At the regular Greenville city council meeting on Tuesday, March 5, The Publisher of the Delta Democrat-Times Jon Alverson came before the council with Brad Hathaway, the DD-T’s lawyer to contest a $75,000 water bill.
Hathaway told the council that the DD-T stopped getting their $160.99 bill in July of 2023, August through November no bills came and no payments were made, until December of 2023 when a bill finally arrived totaling $75,444.52.
Hathaway referencing a bill from March said, “Out on Broadway there was a bad leak that was flooding the DD-T’s water meter, so no meter reading took place.”
Councilman Vernon Greenlee said He wasn’t an engineer, but he did have a lot of common sense and if there were a leak this bad, there would have been a lake somewhere.
Hathaway again referring to the March 2023 bill said, “There was a lake, but it wasn’t our water.
In the comments section of the March bill, it says, ‘Bad leak on the main line running back into the meter.’ We have no way of knowing if this was the first acknowledgment of the leak because my request for a year's worth of bills only yielded bills between March and July and then the December bill.”

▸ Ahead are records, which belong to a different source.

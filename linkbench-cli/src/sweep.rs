//! Sweep Driver
//!
//! Runs the shuffled test matrix one test at a time. Each test is a strict
//! four-phase pipeline:
//!
//! 1. **Reset** — delete the previous test's tickets, objects, and
//!    repository; already-missing files are not an error.
//! 2. **Generate** — one generator invocation produces the synthetic
//!    inputs; its per-module progress reports drive the bar.
//! 3. **Convert** — when any target links object files, every ticket is
//!    converted once, fanned out across the logical CPUs. The results are
//!    shared by all converting targets.
//! 4. **Measure** — per target, strictly sequential timed runs. Targets
//!    never run concurrently: they compete for the same CPU and IO, and
//!    wall-clock time is the observable.
//!
//! The stage counter is passed explicitly through the phases; each phase
//! advances it by a fixed amount so that, on success, the final count
//! equals the estimator's total for the same configuration. Only the
//! convert phase reports from multiple threads, and there the sink's
//! increments are atomic. Any phase failure aborts the whole sweep; a
//! harness that silently emits partial sweep data is worse than one that
//! stops.

use std::fs;
use std::io;
use std::path::PathBuf;
use std::time::Instant;

use rayon::prelude::*;
use regex::Regex;
use thiserror::Error;
use tracing::debug;

use linkbench_core::{ProgressSink, SweepShape, Test, module_count};
use linkbench_exec::{CommandRunner, ExecError, Toolchain, object_file, ticket_file};
use linkbench_stats::{RunStats, summarize};

/// Stage label for the input-generation phase.
pub const GENERATE_STAGE: &str = "generate";
/// Stage label for the ticket-to-object conversion phase.
pub const CONVERT_STAGE: &str = "convert";

/// A linker under timing comparison.
#[derive(Debug, Clone)]
pub struct Target {
    /// Display name; also the stage label and CSV file component.
    pub name: String,
    /// Resolved executable path.
    pub path: PathBuf,
    /// Whether this target links converted object files rather than
    /// tickets straight from the repository. Resolved once when the sweep
    /// is configured, never re-derived per invocation.
    pub needs_conversion: bool,
}

/// Everything the driver needs to run one sweep.
#[derive(Debug, Clone)]
pub struct SweepConfig {
    /// Directory holding generated inputs and the repository.
    pub work_dir: PathBuf,
    /// Repository file name, relative to `work_dir`.
    pub repo_name: String,
    /// Target triple handed to the generator.
    pub triple: String,
    /// Resolved generator executable.
    pub generator: PathBuf,
    /// Resolved converter executable.
    pub converter: PathBuf,
    /// Timed runs per target per test.
    pub runs: u64,
    /// Targets in measurement order.
    pub targets: Vec<Target>,
}

impl SweepConfig {
    /// Whether any target requires the conversion phase.
    pub fn needs_conversion(&self) -> bool {
        self.targets.iter().any(|t| t.needs_conversion)
    }

    /// The per-test workload shape, for the step estimator.
    pub fn shape(&self) -> SweepShape {
        SweepShape {
            targets: self.targets.len() as u64,
            repeats: self.runs,
            needs_conversion: self.needs_conversion(),
        }
    }
}

/// Aggregated timing for one target at one test point.
#[derive(Debug, Clone)]
pub struct TargetTiming {
    /// Target name.
    pub target: String,
    /// Mean and confidence interval over the timed runs, in milliseconds.
    pub stats: RunStats,
}

/// One completed test with a timing per target, in target order.
#[derive(Debug, Clone)]
pub struct TestResult {
    /// The realized axis values.
    pub test: Test,
    /// Per-target timings.
    pub timings: Vec<TargetTiming>,
}

/// A finished sweep.
#[derive(Debug)]
pub struct SweepOutcome {
    /// Results in completion order.
    pub results: Vec<TestResult>,
    /// Final stage-counter value; equals the estimator's total.
    pub total_units: u64,
}

/// Errors that abort a running sweep.
#[derive(Debug, Error)]
pub enum SweepRunError {
    /// The input generator exited non-zero or could not be spawned.
    #[error("generator failed: {0}")]
    Generator(#[source] ExecError),

    /// A ticket-to-object conversion failed.
    #[error("conversion failed: {0}")]
    Conversion(#[source] ExecError),

    /// A timed target invocation failed; no partial statistics are kept.
    #[error("timed run of '{target}' failed: {source}")]
    Measurement {
        /// The target being measured.
        target: String,
        /// The underlying process failure.
        #[source]
        source: ExecError,
    },

    /// Workspace reset hit an error other than a missing file.
    #[error("workspace reset failed: {0}")]
    Workspace(#[from] io::Error),
}

/// Drives one sweep over a prepared test matrix.
pub struct SweepDriver<'a> {
    config: &'a SweepConfig,
    runner: CommandRunner,
    progress: &'a dyn ProgressSink,
    progress_value: Regex,
}

impl<'a> SweepDriver<'a> {
    /// A driver reporting into `progress`. The caller is expected to have
    /// sized the sink with the estimator's total already.
    pub fn new(config: &'a SweepConfig, progress: &'a dyn ProgressSink) -> Self {
        Self {
            config,
            runner: CommandRunner::new(&config.work_dir),
            progress,
            // Leading integer of a report line, the way parseInt reads it.
            progress_value: Regex::new(r"^[0-9]+").expect("literal pattern"),
        }
    }

    /// Run every test, front to back. Fails fast: the first phase error
    /// aborts the sweep and no result is returned for the failed test or
    /// any test after it.
    pub fn run(&self, tests: &[Test]) -> Result<SweepOutcome, SweepRunError> {
        let mut stage = 0u64;
        let mut results = Vec::with_capacity(tests.len());
        for test in tests {
            let timings = self.run_test(test, &mut stage)?;
            results.push(TestResult {
                test: test.clone(),
                timings,
            });
        }
        Ok(SweepOutcome {
            results,
            total_units: stage,
        })
    }

    fn run_test(&self, test: &Test, stage: &mut u64) -> Result<Vec<TargetTiming>, SweepRunError> {
        let modules = module_count(test);
        debug!(?test, modules, "starting test");

        self.reset_workspace(modules)?;

        let toolchain = Toolchain::new(
            &self.runner,
            &self.config.generator,
            &self.config.converter,
            &self.config.repo_name,
            &self.config.triple,
        );

        self.generate(&toolchain, test, stage)?;

        let tickets: Vec<String> = (0..modules).map(ticket_file).collect();
        let objects = if self.config.needs_conversion() {
            Some(self.convert(&toolchain, modules, stage)?)
        } else {
            None
        };

        let mut timings = Vec::with_capacity(self.config.targets.len());
        for target in &self.config.targets {
            let inputs: Vec<String> = if target.needs_conversion {
                match &objects {
                    Some(objects) => objects.clone(),
                    None => unreachable!("conversion runs whenever a target needs it"),
                }
            } else {
                let mut inputs = vec!["--repo".to_string(), self.config.repo_name.clone()];
                inputs.extend(tickets.iter().cloned());
                inputs
            };

            let stats = self.measure(target, &inputs, stage)?;
            timings.push(TargetTiming {
                target: target.name.clone(),
                stats,
            });
        }
        Ok(timings)
    }

    /// Delete the previous test's artifacts. Missing files are fine: the
    /// first test of a sweep starts from an empty directory.
    fn reset_workspace(&self, modules: u64) -> Result<(), SweepRunError> {
        let mut doomed: Vec<String> = Vec::with_capacity(modules as usize * 2 + 1);
        for index in 0..modules {
            doomed.push(ticket_file(index));
            doomed.push(object_file(index));
        }
        doomed.push(self.config.repo_name.clone());

        for name in doomed {
            let path = self.config.work_dir.join(&name);
            debug!(path = %path.display(), "unlink");
            match fs::remove_file(&path) {
                Ok(()) => {}
                Err(err) if err.kind() == io::ErrorKind::NotFound => {}
                Err(err) => return Err(SweepRunError::Workspace(err)),
            }
        }
        Ok(())
    }

    fn generate(
        &self,
        toolchain: &Toolchain<'_>,
        test: &Test,
        stage: &mut u64,
    ) -> Result<(), SweepRunError> {
        let base = *stage;
        let sink = self.progress;
        let pattern = &self.progress_value;
        let on_line = move |line: &str| {
            let reported = pattern
                .find(line.trim())
                .and_then(|m| m.as_str().parse::<u64>().ok());
            if let Some(module) = reported {
                sink.update(base + module + 1, GENERATE_STAGE);
            }
        };

        toolchain
            .generate(test, &on_line)
            .map_err(SweepRunError::Generator)?;
        *stage += module_count(test);
        Ok(())
    }

    /// Convert every ticket to an object file. The only parallel phase:
    /// conversion output is shared input, not an observable, so the
    /// fan-out (bounded by the logical CPU count) cannot skew timings.
    fn convert(
        &self,
        toolchain: &Toolchain<'_>,
        modules: u64,
        stage: &mut u64,
    ) -> Result<Vec<String>, SweepRunError> {
        let sink = self.progress;
        let objects: Result<Vec<String>, ExecError> = (0..modules)
            .into_par_iter()
            .map(|index| {
                let ticket = ticket_file(index);
                let object = object_file(index);
                toolchain.convert(&ticket, &object)?;
                sink.increment(1, CONVERT_STAGE);
                Ok(object)
            })
            .collect();

        let objects = objects.map_err(SweepRunError::Conversion)?;
        *stage += modules;
        Ok(objects)
    }

    /// Sequential timed runs of one target. Aborts on the first failed
    /// invocation without reporting partial statistics.
    fn measure(
        &self,
        target: &Target,
        inputs: &[String],
        stage: &mut u64,
    ) -> Result<RunStats, SweepRunError> {
        debug!(linker = %target.name, runs = self.config.runs, "starting timed runs");

        let mut samples = Vec::with_capacity(self.config.runs as usize);
        for run in 0..self.config.runs {
            self.progress.update(*stage + run + 1, &target.name);
            let started = Instant::now();
            self.runner
                .run(&target.path, inputs, None)
                .map_err(|source| SweepRunError::Measurement {
                    target: target.name.clone(),
                    source,
                })?;
            let elapsed_ms = started.elapsed().as_secs_f64() * 1000.0;
            debug!(linker = %target.name, run, elapsed_ms, "timed run complete");
            samples.push(elapsed_ms);
        }
        *stage += self.config.runs;

        let stats = summarize(&samples);
        debug!(
            linker = %target.name,
            mean = stats.mean,
            confidence_interval = stats.confidence_interval,
            "measurement complete"
        );
        Ok(stats)
    }
}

Hathaway went on through the bills between March and July when the bills stopped.
“April had a reading that wasn’t tied to the DD-T because the meter could not be read, May no effort was made to read the meter, June and July you see the same systemic problem,” Hathaway said, “If you look at the comment on the July bill a description of the problem has been written there as a leak on the city side.”
Hathaway wanted the Publisher of the DD-T to describe the hardship a bill of this size has caused and will cause to a commercial pillar of this community.
Alverson, after listing the circumstances leading up to the $75,000 bill, said, “I would hope that one of our subscribers that lived in the same ward for 64 years, as we have and has paid their water bill diligently for those years, as we have, would be afforded the leniency we know is available,” Alverson said, “I ask for graciousness from the city council, knowing that the amount owed on this account, through no fault of our own, is devastating to the future operations of one of the pillar businesses in this city.”
He finished by telling the Council that the DD-T had been in business longer than the water department.
Councilman James Wilson said he knew the city was at fault and recommended that the next time a meter couldn’t be read because of a leak, especially one of this size, the water should be cut off immediately and repaired.
Councilman Dr. Bill Brozovich said, “I agree with Councilman Wilson that we dropped the ball on this.”
Mayor Errick Simmons asked Hathaway what the DD-T was requesting from the council.
Hathaway said he thought an amount equaling ten times the normal bill, or a total of one year’s worth of bills was fair.
Kimberly Merchant the city’s attorney told the council it does have the authority to make adjustments to the outstanding bill.
The dispute ended when the council agreed to accept $2,039.88, an amount Alverson said I can live with.